» DIRECTIONS
For the word "delimited", copy every line of the material that includes it.

◆ ◆ ◆ ◆ ◆

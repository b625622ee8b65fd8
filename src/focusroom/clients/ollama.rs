//! The `OllamaClient` struct implements [`ClientWrapper`] for Ollama's `/api/chat`
//! endpoint, covering local daemons and the hosted cloud endpoint alike.
//!
//! # Key Features
//!
//! - **send_message(...)**: one-shot completion with the caller's temperature.
//! - **send_message_stream(...)**: newline-delimited JSON chunks surfaced as a
//!   [`MessageChunk`] stream, so tokens can be rendered as they arrive.
//! - **chat_with_images(...)**: vision calls used by the image-analysis service.
//!
//! # Example
//!
//! ```rust,no_run
//! use focusroom::clients::ollama::OllamaClient;
//! use focusroom::client_wrapper::{ClientWrapper, Message, Role};
//!
//! #[tokio::main]
//! async fn main() -> Result<(), Box<dyn std::error::Error>> {
//!     let client = OllamaClient::new("http://localhost:11434", "llama3.1:8b");
//!     let reply = client
//!         .send_message(
//!             &[
//!                 Message { role: Role::System, content: "You are terse.".into() },
//!                 Message { role: Role::Moderator, content: "Hello!".into() },
//!             ],
//!             0.75,
//!         )
//!         .await?;
//!     println!("{}", reply.content);
//!     Ok(())
//! }
//! ```

use std::collections::VecDeque;
use std::error::Error;
use std::time::Duration;

use async_trait::async_trait;
use futures_util::StreamExt;
use serde::{Deserialize, Serialize};

use crate::focusroom::client_wrapper::{
    ClientWrapper, Message, MessageChunk, MessageChunkStream, Role, SendError,
};
use crate::focusroom::clients::StreamError;

fn role_to_wire(role: &Role) -> &'static str {
    match role {
        Role::System => "system",
        Role::Moderator => "user",
        Role::Participant => "assistant",
    }
}

#[derive(Serialize)]
struct WireMessage {
    role: String,
    content: String,
    #[serde(skip_serializing_if = "Option::is_none")]
    images: Option<Vec<String>>,
}

#[derive(Serialize)]
struct ChatOptions {
    temperature: f32,
}

#[derive(Serialize)]
struct ChatRequest<'a> {
    model: &'a str,
    messages: Vec<WireMessage>,
    stream: bool,
    options: ChatOptions,
}

#[derive(Deserialize)]
struct WireReply {
    #[serde(default)]
    content: String,
}

#[derive(Deserialize)]
struct ChatResponse {
    message: WireReply,
}

#[derive(Deserialize)]
struct ChatStreamLine {
    #[serde(default)]
    message: Option<WireReply>,
    #[serde(default)]
    done: bool,
}

/// Client wrapper for Ollama's chat API.
///
/// The wrapper owns its [`reqwest::Client`]. It is constructed once and passed
/// into every component that needs to generate text, never held as a hidden
/// process-wide singleton, so tests can swap in mocks at the [`ClientWrapper`]
/// seam.
pub struct OllamaClient {
    http: reqwest::Client,
    base_url: String,
    model: String,
    api_key: Option<String>,
}

impl OllamaClient {
    /// Construct a client for a local (keyless) Ollama daemon.
    pub fn new(base_url: &str, model: &str) -> Self {
        Self::build(base_url, model, None)
    }

    /// Construct a client for an authenticated endpoint (e.g. ollama.com cloud).
    pub fn new_with_api_key(base_url: &str, model: &str, api_key: &str) -> Self {
        let key = if api_key.trim().is_empty() {
            None
        } else {
            Some(api_key.to_string())
        };
        Self::build(base_url, model, key)
    }

    fn build(base_url: &str, model: &str, api_key: Option<String>) -> Self {
        let http = reqwest::ClientBuilder::new()
            .connect_timeout(Duration::from_secs(30))
            .pool_idle_timeout(Duration::from_secs(90))
            .build()
            .unwrap_or_default();
        OllamaClient {
            http,
            base_url: base_url.trim_end_matches('/').to_string(),
            model: model.to_string(),
            api_key,
        }
    }

    fn chat_url(&self) -> String {
        format!("{}/api/chat", self.base_url)
    }

    fn request(&self, url: &str) -> reqwest::RequestBuilder {
        let mut builder = self.http.post(url);
        if let Some(key) = &self.api_key {
            builder = builder.bearer_auth(key);
        }
        builder
    }

    fn wire_messages(messages: &[Message]) -> Vec<WireMessage> {
        messages
            .iter()
            .map(|m| WireMessage {
                role: role_to_wire(&m.role).to_string(),
                content: m.content.clone(),
                images: None,
            })
            .collect()
    }

    /// One-shot vision call: a single user message carrying base64-encoded
    /// image payloads. Used by the image-analysis service.
    pub async fn chat_with_images(
        &self,
        prompt: &str,
        images_b64: Vec<String>,
        temperature: f32,
    ) -> Result<String, Box<dyn Error>> {
        let body = ChatRequest {
            model: &self.model,
            messages: vec![WireMessage {
                role: "user".to_string(),
                content: prompt.to_string(),
                images: Some(images_b64),
            }],
            stream: false,
            options: ChatOptions { temperature },
        };

        let response = self
            .request(&self.chat_url())
            .json(&body)
            .send()
            .await?
            .error_for_status()?;
        let parsed: ChatResponse = response.json().await?;
        Ok(parsed.message.content)
    }
}

#[async_trait]
impl ClientWrapper for OllamaClient {
    fn model_name(&self) -> &str {
        &self.model
    }

    async fn send_message(
        &self,
        messages: &[Message],
        temperature: f32,
    ) -> Result<Message, Box<dyn Error>> {
        let body = ChatRequest {
            model: &self.model,
            messages: Self::wire_messages(messages),
            stream: false,
            options: ChatOptions { temperature },
        };

        let result = self
            .request(&self.chat_url())
            .json(&body)
            .send()
            .await
            .and_then(|r| r.error_for_status());

        match result {
            Ok(response) => {
                let parsed: ChatResponse = response.json().await?;
                Ok(Message {
                    role: Role::Participant,
                    content: parsed.message.content,
                })
            }
            Err(err) => {
                log::error!("OllamaClient::send_message(...): chat API error: {}", err);
                Err(err.into())
            }
        }
    }

    async fn send_message_stream(
        &self,
        messages: &[Message],
        temperature: f32,
    ) -> Result<MessageChunkStream, Box<dyn Error>> {
        let body = ChatRequest {
            model: &self.model,
            messages: Self::wire_messages(messages),
            stream: true,
            options: ChatOptions { temperature },
        };

        let response = self
            .request(&self.chat_url())
            .json(&body)
            .send()
            .await
            .and_then(|r| r.error_for_status())
            .map_err(|err| {
                log::error!("OllamaClient::send_message_stream(...): chat API error: {}", err);
                err
            })?;

        // Ollama streams newline-delimited JSON objects; accumulate raw bytes
        // and emit one MessageChunk per complete line.
        struct LineState {
            inner: futures_util::stream::BoxStream<'static, Result<bytes::Bytes, reqwest::Error>>,
            buf: Vec<u8>,
            pending: VecDeque<MessageChunk>,
            finished: bool,
        }

        let state = LineState {
            inner: response.bytes_stream().boxed(),
            buf: Vec::new(),
            pending: VecDeque::new(),
            finished: false,
        };

        let stream = futures_util::stream::unfold(state, |mut st| async move {
            loop {
                if let Some(chunk) = st.pending.pop_front() {
                    return Some((Ok(chunk), st));
                }
                if st.finished {
                    return None;
                }
                match st.inner.next().await {
                    Some(Ok(bytes)) => {
                        st.buf.extend_from_slice(&bytes);
                        while let Some(pos) = st.buf.iter().position(|&b| b == b'\n') {
                            let line: Vec<u8> = st.buf.drain(..=pos).collect();
                            let text = String::from_utf8_lossy(&line);
                            let text = text.trim();
                            if text.is_empty() {
                                continue;
                            }
                            match serde_json::from_str::<ChatStreamLine>(text) {
                                Ok(parsed) => {
                                    let content =
                                        parsed.message.map(|m| m.content).unwrap_or_default();
                                    if parsed.done {
                                        st.finished = true;
                                    }
                                    st.pending.push_back(MessageChunk {
                                        content,
                                        is_final: parsed.done,
                                    });
                                }
                                Err(err) => {
                                    st.finished = true;
                                    st.pending.clear();
                                    return Some((
                                        Err(Box::new(StreamError(format!(
                                            "unparseable stream line: {}",
                                            err
                                        ))) as SendError),
                                        st,
                                    ));
                                }
                            }
                        }
                    }
                    Some(Err(err)) => {
                        st.finished = true;
                        return Some((
                            Err(Box::new(StreamError(format!("stream chunk error: {}", err)))
                                as SendError),
                            st,
                        ));
                    }
                    None => {
                        st.finished = true;
                    }
                }
            }
        });

        Ok(Box::pin(stream))
    }
}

◆ ◆ ◆ ◆ ◆

» TASK ANSWER
//! - **send_message_stream(...)**: newline-delimited JSON chunks surfaced as a
        // Ollama streams newline-delimited JSON objects; accumulate raw bytes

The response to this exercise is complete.